## Exercise objective
In the records below, find each line containing the word "MemberStatus" and copy it.

## Saved entries
==============================

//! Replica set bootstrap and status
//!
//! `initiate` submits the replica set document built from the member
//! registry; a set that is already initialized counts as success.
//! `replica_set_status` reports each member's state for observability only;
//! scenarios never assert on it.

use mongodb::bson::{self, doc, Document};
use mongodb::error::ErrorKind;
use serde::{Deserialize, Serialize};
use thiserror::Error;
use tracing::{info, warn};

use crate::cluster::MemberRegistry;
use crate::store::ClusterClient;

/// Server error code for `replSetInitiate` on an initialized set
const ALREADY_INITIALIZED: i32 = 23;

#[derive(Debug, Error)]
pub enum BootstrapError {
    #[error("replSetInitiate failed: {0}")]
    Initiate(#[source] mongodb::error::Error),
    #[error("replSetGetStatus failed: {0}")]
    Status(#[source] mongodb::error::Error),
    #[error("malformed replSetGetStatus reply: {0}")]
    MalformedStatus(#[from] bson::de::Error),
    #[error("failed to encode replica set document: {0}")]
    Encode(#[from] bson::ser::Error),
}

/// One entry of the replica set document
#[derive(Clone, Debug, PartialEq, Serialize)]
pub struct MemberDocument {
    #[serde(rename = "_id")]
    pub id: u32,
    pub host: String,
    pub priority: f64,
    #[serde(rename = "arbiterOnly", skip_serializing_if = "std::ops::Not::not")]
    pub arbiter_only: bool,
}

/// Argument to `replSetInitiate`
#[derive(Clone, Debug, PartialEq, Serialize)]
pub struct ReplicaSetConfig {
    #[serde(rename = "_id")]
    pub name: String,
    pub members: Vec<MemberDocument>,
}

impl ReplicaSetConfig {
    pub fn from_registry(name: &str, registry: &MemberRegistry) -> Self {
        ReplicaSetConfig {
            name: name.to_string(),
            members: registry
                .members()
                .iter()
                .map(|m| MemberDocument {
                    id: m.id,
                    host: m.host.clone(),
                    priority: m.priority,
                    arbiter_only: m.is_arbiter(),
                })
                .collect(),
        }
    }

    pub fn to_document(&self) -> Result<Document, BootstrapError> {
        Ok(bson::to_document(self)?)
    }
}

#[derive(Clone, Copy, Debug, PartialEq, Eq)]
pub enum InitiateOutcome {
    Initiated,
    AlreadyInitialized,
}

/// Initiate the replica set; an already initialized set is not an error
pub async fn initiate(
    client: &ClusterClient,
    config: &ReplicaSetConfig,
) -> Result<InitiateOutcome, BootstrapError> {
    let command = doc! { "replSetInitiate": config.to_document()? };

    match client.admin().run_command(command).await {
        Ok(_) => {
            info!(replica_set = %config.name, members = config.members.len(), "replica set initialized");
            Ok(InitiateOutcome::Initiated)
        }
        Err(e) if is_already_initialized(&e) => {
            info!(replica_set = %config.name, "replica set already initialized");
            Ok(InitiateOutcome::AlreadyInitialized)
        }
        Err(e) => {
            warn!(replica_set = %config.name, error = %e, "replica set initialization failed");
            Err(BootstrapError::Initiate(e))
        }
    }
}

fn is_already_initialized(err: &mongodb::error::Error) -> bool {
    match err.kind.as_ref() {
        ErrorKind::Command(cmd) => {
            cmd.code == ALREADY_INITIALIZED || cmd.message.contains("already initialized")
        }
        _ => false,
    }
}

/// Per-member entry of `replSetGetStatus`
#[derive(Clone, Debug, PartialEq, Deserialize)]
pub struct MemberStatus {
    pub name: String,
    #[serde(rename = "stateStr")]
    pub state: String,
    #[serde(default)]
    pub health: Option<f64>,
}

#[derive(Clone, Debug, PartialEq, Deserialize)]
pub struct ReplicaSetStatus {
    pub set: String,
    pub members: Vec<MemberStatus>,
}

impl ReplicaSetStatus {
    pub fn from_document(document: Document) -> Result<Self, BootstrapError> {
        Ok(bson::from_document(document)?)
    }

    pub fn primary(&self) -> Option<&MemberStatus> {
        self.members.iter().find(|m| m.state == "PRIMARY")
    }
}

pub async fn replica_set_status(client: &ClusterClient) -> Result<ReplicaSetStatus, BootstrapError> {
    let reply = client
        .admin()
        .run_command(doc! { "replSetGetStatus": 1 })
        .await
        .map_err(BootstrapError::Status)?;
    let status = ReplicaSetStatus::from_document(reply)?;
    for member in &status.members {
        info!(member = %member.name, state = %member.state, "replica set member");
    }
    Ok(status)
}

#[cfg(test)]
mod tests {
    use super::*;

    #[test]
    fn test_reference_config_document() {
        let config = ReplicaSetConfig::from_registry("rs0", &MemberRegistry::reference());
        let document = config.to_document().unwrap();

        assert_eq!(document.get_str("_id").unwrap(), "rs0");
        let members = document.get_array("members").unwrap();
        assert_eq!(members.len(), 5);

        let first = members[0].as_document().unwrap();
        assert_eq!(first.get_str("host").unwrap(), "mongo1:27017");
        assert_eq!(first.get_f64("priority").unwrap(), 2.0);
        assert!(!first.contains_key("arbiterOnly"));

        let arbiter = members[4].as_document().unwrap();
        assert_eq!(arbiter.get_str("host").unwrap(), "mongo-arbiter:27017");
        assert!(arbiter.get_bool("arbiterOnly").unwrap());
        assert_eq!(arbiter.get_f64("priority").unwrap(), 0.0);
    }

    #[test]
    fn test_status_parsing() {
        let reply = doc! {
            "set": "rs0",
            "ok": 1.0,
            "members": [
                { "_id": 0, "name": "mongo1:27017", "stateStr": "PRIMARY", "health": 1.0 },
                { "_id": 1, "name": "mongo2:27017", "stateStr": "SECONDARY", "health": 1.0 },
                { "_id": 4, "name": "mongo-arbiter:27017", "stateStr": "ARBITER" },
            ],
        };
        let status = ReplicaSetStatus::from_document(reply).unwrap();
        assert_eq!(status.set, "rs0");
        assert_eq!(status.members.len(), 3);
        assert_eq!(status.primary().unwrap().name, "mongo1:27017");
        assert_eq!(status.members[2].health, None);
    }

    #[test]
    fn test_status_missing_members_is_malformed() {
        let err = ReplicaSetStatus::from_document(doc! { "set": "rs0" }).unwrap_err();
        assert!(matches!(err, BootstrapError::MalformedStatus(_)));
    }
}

==============================

## Output
pub struct MemberStatus {
    pub members: Vec<MemberStatus>,
    pub fn primary(&self) -> Option<&MemberStatus> {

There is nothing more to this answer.